··· Provided material ···

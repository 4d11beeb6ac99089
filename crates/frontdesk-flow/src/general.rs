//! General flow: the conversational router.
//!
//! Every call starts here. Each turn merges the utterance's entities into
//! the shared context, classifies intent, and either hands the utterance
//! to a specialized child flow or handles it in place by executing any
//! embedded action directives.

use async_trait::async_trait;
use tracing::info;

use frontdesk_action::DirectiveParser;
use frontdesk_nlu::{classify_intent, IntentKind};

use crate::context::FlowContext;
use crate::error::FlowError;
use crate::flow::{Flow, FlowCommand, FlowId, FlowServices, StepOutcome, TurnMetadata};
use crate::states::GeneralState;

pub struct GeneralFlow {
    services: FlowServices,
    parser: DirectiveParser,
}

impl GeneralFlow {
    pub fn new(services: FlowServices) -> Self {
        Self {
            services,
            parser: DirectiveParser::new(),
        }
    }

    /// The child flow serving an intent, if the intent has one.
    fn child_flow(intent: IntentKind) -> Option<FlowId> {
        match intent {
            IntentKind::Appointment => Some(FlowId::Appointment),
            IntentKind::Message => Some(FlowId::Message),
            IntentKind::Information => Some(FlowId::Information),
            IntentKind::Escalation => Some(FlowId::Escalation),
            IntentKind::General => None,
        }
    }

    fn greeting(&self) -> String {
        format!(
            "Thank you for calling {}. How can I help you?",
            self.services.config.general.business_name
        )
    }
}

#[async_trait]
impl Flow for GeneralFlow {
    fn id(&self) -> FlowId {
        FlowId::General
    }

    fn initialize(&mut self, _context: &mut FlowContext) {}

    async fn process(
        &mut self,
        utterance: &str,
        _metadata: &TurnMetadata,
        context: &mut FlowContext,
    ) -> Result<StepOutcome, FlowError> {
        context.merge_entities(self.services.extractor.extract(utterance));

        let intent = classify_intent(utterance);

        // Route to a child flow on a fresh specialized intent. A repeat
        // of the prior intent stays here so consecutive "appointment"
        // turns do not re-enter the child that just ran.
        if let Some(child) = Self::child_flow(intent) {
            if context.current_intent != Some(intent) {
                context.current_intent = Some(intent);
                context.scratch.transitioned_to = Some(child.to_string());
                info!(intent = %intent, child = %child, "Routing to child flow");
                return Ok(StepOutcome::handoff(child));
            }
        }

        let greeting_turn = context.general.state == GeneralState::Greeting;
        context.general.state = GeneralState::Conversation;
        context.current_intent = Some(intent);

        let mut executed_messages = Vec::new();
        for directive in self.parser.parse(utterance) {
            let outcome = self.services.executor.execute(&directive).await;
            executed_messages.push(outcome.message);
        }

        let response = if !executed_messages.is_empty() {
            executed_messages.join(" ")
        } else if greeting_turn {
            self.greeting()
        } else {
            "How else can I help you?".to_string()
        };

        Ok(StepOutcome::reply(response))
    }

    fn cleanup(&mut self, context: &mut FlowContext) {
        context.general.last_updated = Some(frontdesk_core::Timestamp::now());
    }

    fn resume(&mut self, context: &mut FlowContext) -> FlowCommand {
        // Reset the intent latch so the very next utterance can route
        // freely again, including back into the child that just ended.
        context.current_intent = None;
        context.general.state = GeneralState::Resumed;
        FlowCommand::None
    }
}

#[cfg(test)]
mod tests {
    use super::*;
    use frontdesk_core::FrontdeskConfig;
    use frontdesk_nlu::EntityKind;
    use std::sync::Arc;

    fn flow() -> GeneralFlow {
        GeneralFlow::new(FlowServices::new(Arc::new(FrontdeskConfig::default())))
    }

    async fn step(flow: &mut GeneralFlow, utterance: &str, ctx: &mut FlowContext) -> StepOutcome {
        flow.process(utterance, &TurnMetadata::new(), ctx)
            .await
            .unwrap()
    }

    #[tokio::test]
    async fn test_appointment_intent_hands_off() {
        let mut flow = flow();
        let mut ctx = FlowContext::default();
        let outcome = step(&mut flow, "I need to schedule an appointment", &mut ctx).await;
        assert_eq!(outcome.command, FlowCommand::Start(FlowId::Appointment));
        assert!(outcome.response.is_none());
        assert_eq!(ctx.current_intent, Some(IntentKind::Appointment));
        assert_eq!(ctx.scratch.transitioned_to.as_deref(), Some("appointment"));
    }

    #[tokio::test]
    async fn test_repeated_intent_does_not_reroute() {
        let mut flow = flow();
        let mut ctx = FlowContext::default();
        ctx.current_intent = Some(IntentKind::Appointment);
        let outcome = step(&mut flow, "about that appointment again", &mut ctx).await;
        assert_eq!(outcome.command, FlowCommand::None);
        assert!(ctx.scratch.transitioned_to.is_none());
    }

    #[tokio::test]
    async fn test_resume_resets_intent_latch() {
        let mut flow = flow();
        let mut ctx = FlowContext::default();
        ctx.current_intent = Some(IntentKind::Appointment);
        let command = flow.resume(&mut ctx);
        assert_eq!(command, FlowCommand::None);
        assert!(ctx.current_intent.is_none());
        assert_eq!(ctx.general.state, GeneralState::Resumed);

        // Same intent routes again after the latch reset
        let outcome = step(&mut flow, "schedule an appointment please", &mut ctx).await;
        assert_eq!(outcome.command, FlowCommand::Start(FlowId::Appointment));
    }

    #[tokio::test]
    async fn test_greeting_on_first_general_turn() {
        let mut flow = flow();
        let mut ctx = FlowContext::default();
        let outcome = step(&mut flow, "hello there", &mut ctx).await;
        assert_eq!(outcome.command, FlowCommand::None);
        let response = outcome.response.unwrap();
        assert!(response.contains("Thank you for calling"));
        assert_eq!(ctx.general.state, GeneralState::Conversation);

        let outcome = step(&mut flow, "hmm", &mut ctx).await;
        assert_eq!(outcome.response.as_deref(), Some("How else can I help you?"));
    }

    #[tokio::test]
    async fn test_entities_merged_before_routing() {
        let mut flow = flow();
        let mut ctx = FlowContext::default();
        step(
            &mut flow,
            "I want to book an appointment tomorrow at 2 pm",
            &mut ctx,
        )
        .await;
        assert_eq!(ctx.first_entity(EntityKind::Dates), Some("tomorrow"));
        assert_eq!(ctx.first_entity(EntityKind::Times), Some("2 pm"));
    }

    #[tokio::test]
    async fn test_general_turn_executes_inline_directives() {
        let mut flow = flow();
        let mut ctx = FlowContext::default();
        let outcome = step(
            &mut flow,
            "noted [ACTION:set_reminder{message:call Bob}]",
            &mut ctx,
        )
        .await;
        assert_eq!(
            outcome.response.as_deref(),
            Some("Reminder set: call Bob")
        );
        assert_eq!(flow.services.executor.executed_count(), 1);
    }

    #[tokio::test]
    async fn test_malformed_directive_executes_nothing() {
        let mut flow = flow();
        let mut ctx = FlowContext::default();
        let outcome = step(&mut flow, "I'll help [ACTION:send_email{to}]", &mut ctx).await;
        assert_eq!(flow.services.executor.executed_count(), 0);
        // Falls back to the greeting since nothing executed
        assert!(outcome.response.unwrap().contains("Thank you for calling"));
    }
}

···

Search the entries above for the string "EntityKind", and report each line where it occurs.

    use frontdesk_nlu::EntityKind;
        assert_eq!(ctx.first_entity(EntityKind::Dates), Some("tomorrow"));
        assert_eq!(ctx.first_entity(EntityKind::Times), Some("2 pm"));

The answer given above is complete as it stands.